Here we choose the append mode, which allows us to continuously update memories in multi-turn conversations. The set variable here is object type, so we need an escape node to convert the output of the large model into the correct type.

Respond node

Here, we allow the model to respond to the user's sys.query based on the provided memory. If there are no relevant parts in the memory, a generalized answer will be given using the default language of the user's query.

Escape code implementation

Why do we need to escape nodes:

  • String to object node: This node is used to convert the output string of a large model into an object type format, so that it can be directly used in variable assignments. However, if the session variable itself is already a string type, then the output of the large model can be referenced directly.

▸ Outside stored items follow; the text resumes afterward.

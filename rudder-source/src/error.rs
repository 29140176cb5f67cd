//! Error types for rudder-source.

use std::path::PathBuf;

use rudder_core::{AppName, FetchError, ManifestError, ResourceKey};
use thiserror::Error;

/// Errors from reading a manifest directory.
#[derive(Debug, Error)]
pub enum SourceError {
    /// The repository root does not exist or is not a directory.
    #[error("repository not found at {path}")]
    RepoNotFound { path: PathBuf },

    /// The application path inside the repository does not exist.
    #[error("path '{path}' does not exist in repository {repo}")]
    PathNotFound { repo: PathBuf, path: String },

    /// The requested revision does not match the repository content.
    #[error("revision '{requested}' not found (repository is at {actual})")]
    RevisionMismatch { requested: String, actual: String },

    /// A manifest file could not be decoded.
    #[error("failed to parse {path}: {message}")]
    Parse { path: PathBuf, message: String },

    /// An I/O error, with annotated path for context.
    #[error("I/O error at {path}: {source}")]
    Io {
        path: PathBuf,
        #[source]
        source: std::io::Error,
    },
}

pub(crate) fn io_err(path: impl Into<PathBuf>, source: std::io::Error) -> SourceError {
    SourceError::Io {
        path: path.into(),
        source,
    }
}

impl SourceError {
    /// Classify into the adapter-facing [`FetchError`].
    pub fn into_fetch_error(self, repo: &str) -> FetchError {
        let repo = repo.to_string();
        match self {
            SourceError::RepoNotFound { .. } | SourceError::Io { .. } => FetchError::Unreachable {
                repo,
                message: self.to_string(),
            },
            SourceError::RevisionMismatch { requested, .. } => FetchError::InvalidRevision {
                repo,
                revision: requested,
            },
            SourceError::PathNotFound { ref path, .. } => FetchError::InvalidManifest {
                location: path.clone(),
                message: self.to_string(),
            },
            SourceError::Parse { ref path, ref message } => FetchError::InvalidManifest {
                location: path.display().to_string(),
                message: message.clone(),
            },
        }
    }
}

/// A desired-state document set that cannot be partitioned.
#[derive(Debug, Clone, PartialEq, Eq, Error)]
pub enum DocumentError {
    #[error("document #{index}: {source}")]
    Invalid {
        index: usize,
        #[source]
        source: ManifestError,
    },

    #[error("resource {key} is declared more than once")]
    DuplicateResource { key: ResourceKey },

    #[error("application '{name}' is declared more than once")]
    DuplicateApplication { name: AppName },
}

  • Object to String Node: In the prompt orchestration of Dify, variables are uniformly treated as string types. Therefore, the Array[object] stored in session variables cannot be directly referenced in the prompt, so we need a node like this for format conversion.

The code for the node in the upper diagram is as follows:

  1. Escape the string to object

    import json
    
    def main(arg1: str) -> object:
        try:
            # Parse the input JSON string
            input_data = json.loads(arg1)
            
            # Extract the memory object
            memory = input_data.get("memory", {})
            
            # Construct the return object
            result = {
                "facts": memory.get("facts", []),
                "preferences": memory.get("preferences", []),
                "memories": memory.get("memories", [])
            }
            
            return {
                "mem": result
            }
        except json.JSONDecodeError:
            return {
                "result": "Error: Invalid JSON string"
            }
        except Exception as e:
            return {
                "result": f"Error: {str(e)}"
            }
  2. Escape object as string

    import json
    
    def main(arg1: list) -> str:
        try:
            # Assume arg1[0] is the dictionary we need to process
            context = arg1[0] if arg1 else {}
            
            # Construct the memory object
            memory = {"memory": context}
            
            # Convert the object to a JSON string
            json_str = json.dumps(memory, ensure_ascii=False, indent=2)
            
            # Wrap the JSON string in <answer> tags
            result = f"<answer>{json_str}</answer>"
            
            return {
                "result": result
            }
        except Exception as e:
            return {
                "result": f"<answer>Error: {str(e)}</answer>
    
    

More scenarios and limitations of this instance

This assistant has more scenarios as follows: If you're interested, you can give it a try. We have already launched this template on the explore page.

  • Analyzing past food delivery orders photos to inform future meal suggestions and avoid recent repetitions.

  • Utilizing past travel records to collaboratively plan future trips with users over multiple conversation turns.

  • Using Conversation Variables to maintain consistency in characters, plot, and themes during long-form writing projects.

  • Adapting educational content and recommendations based on a learner's progress and preferences.

Of course, here we hope to achieve the simplest nano personalized memory assistant by extracting and storing memories through passive judgment with as few nodes as possible. To create a more powerful memory assistant, we need more branches to maintain the logic of memory updates and references. Due to the idleness of the context window and the limitations of multi-head attention, when there is too much memory on different topics, using all of it for context construction may not be a good choice. At this point, RAG should be used to match the memories most relevant to the current query in order to build context.

In short, I hope this case can help you better understand our conversation-level variables and the updates to the variable assignment nodes. I look forward to seeing more use cases from the community!